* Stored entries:
*** Block opens ***

/// Patches one class of the 3.0–3.2 families in place. `companion`
/// carries the other half when the offset fields live there.
pub fn patch(
    primary: &ClassView,
    instances: &[LazyValInstance],
    companion: Option<&ClassView>,
    resolver: &dyn SuperTypeResolver,
) -> Result<(Vec<u8>, Option<Vec<u8>>), RewriteError> {
    let mut class = primary.class.clone();
    let owner = primary.name.clone();

    // Per-instance groundwork recorded up front, before any surgery
    // shifts indices: the original typed descriptor and the extracted
    // computation.
    struct Plan {
        instance: LazyValInstance,
        original_descriptor: String,
        extraction: Extraction,
        accessor_index: usize,
    }
    let mut plans: Vec<Plan> = Vec::with_capacity(instances.len());
    for instance in instances {
        let accessor_name = instance.accessor.as_deref().ok_or_else(|| {
            pattern_not_found(format!(
                "lazy val {} has no accessor to lift the computation from",
                instance.display_name
            ))
        })?;
        let accessor_view = primary.method_named(accessor_name).ok_or_else(|| {
            pattern_not_found(format!("accessor {accessor_name} disappeared from the view"))
        })?;
        if MethodAccessFlags::is_set(accessor_view.access_flags, MethodAccessFlags::AccStatic) {
            return Err(pattern_not_found(format!(
                "accessor {accessor_name} is static; the target layout keeps instance state"
            )));
        }
        let accessor = class.methods[accessor_view.method_index]
            .code()
            .ok_or_else(|| pattern_not_found(format!("accessor {accessor_name} has no code")))?;
        let extraction = extract_computation(&class.pool, accessor)?;
        plans.push(Plan {
            instance: instance.clone(),
            original_descriptor: instance.storage_field.descriptor.clone(),
            extraction,
            accessor_index: accessor_view.method_index,
        });
    }

    // Field surgery: retype storage, drop bitmap and offset fields, add
    // handle fields.
    let object_descriptor = class.pool.ensure_utf8(OBJECT_DESCRIPTOR)?;
    for plan in &plans {
        let field = &mut class.fields[plan.instance.storage_field.field_index];
        field.descriptor_index = object_descriptor;
        field.access_flags = FieldAccessFlags::to_u16(&[
            FieldAccessFlags::AccPrivate,
            FieldAccessFlags::AccVolatile,
        ]);
    }
    let bitmap_fields: Vec<String> = plans
        .iter()
        .filter_map(|plan| {
            plan.instance
                .bitmap_field
                .as_ref()
                .map(|field| field.name.clone())
        })
        .collect();
    remove_fields(&mut class, &bitmap_fields);
    let local_offsets: Vec<String> = plans
        .iter()
        .filter(|plan| !plan.instance.offset_in_companion)
        .filter_map(|plan| {
            plan.instance
                .offset_field
                .as_ref()
                .map(|field| field.name.clone())
        })
        .collect();
    let companion_offsets: Vec<String> = plans
        .iter()
        .filter(|plan| plan.instance.offset_in_companion)
        .filter_map(|plan| {
            plan.instance
                .offset_field
                .as_ref()
                .map(|field| field.name.clone())
        })
        .collect();
    remove_fields(&mut class, &local_offsets);
    for plan in &plans {
        ensure_handle_field(&mut class, &plan.instance.handle_field_name())?;
    }

    // Legacy <clinit> slices out, handle installs in (always into the
    // primary, before any singleton-instance initialization).
    if !local_offsets.is_empty() {
        let clinit = clinit_index(&class).ok_or_else(|| {
            pattern_not_found(format!("{owner} declares offset fields but has no <clinit>"))
        })?;
        strip_offset_slices(&mut class, clinit, &local_offsets)?;
    }
    let mut companion_bytes = None;
    if !companion_offsets.is_empty() {
        let companion = companion.ok_or_else(|| {
            pattern_not_found("offset fields marked companion-side without a companion".into())
        })?;
        let mut companion_class = companion.class.clone();
        remove_fields(&mut companion_class, &companion_offsets);
        let clinit = clinit_index(&companion_class).ok_or_else(|| {
            pattern_not_found(format!(
                "{} holds offset fields but has no <clinit>",
                companion.name
            ))
        })?;
        strip_offset_slices(&mut companion_class, clinit, &companion_offsets)?;
        companion_bytes = Some(companion_class.to_bytes()?);
    }
    let installed: Vec<LazyValInstance> =
        plans.iter().map(|plan| plan.instance.clone()).collect();
    install_handles_at_clinit_start(&mut class, &owner, &installed)?;

    strip_bitmap_constructor_stores(&mut class, &bitmap_fields)?;

    // Synthesize the initializer and shrink the accessor, per instance.
    for plan in &plans {
        let kind = value_kind(&plan.original_descriptor);
        let refs = RuntimeRefs::intern(
            &mut class.pool,
            &owner,
            &plan.instance.storage_field.name,
            &plan.instance.handle_field_name(),
        )?;
        let init_name = plan.instance.init_method_name();

        let mut init_body = build_init_body(&mut class.pool, &refs, &plan.extraction, &kind)?;
        frames::compute_frames(
            &owner,
            &init_name,
            false,
            crate::detect::INIT_METHOD_DESCRIPTOR,
            &mut class.pool,
            &mut init_body,
            resolver,
        )?;
        let name_index = class.pool.ensure_utf8(&init_name)?;
        let descriptor_index = class.pool.ensure_utf8(crate::detect::INIT_METHOD_DESCRIPTOR)?;
        class.methods.push(MethodInfo {
            access_flags: MethodAccessFlags::to_u16(&[
                MethodAccessFlags::AccPrivate,
                MethodAccessFlags::AccFinal,
            ]),
            name_index,
            descriptor_index,
            attributes: vec![AttributeInfo::Code(init_body)],
        });

        let accessor_descriptor = format!("(){}", plan.original_descriptor);
        let mut accessor_body =
            build_accessor_body(&mut class.pool, &refs, &owner, &init_name, &kind)?;
        frames::compute_frames(
            &owner,
            &plan.instance.display_name,
            false,
            &accessor_descriptor,
            &mut class.pool,
            &mut accessor_body,
            resolver,
        )?;
        let accessor = &mut class.methods[plan.accessor_index];
        accessor.attributes = vec![AttributeInfo::Code(accessor_body)];
        debug!(
            lazy_val = %plan.instance.display_name,
            init = %init_name,
            "synthesized initializer and replaced accessor"
        );
    }

    // Inner-class references for everything the generated code names.
    ensure_lookup_inner_class(&mut class)?;
    let lazy_vals = rewrite::runtime_class("LazyVals");
    for (member, flags) in [
        ("Evaluating$", 0x0019u16),
        ("NullValue$", 0x0019),
        ("Waiting", 0x0009),
        ("LazyValControlState", 0x0609),
    ] {
        ensure_inner_class(
            &mut class,
            &rewrite::lazy_vals_nested(member),
            &lazy_vals,
            member,
            flags,
        )?;
    }

    // Nothing may still reach the members that no longer exist.
    let mut gone: Vec<(String, String)> = Vec::new();
    for name in bitmap_fields.iter().chain(&local_offsets).chain(&companion_offsets) {
        gone.push((name.clone(), LONG_DESCRIPTOR.to_string()));
    }
    for plan in &plans {
        if plan.original_descriptor != OBJECT_DESCRIPTOR {
            gone.push((
                plan.instance.storage_field.name.clone(),
                plan.original_descriptor.clone(),
            ));
        }
    }
    if let Some((method, member)) = dangling_member_use(&class, &gone) {
        return Err(rewrite_error(RewriteCause::DanglingFieldUse(format!(
            "{method} still references removed member {member}"
        ))));
    }

    Ok((class.to_bytes()?, companion_bytes))
}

*** Block closes ***

* TASK DESCRIPTION:
Copy out each line of the data in which the word "before" appears.

* ANSWER TO THIS PROBLEM:
    // Per-instance groundwork recorded up front, before any surgery
    // primary, before any singleton-instance initialization).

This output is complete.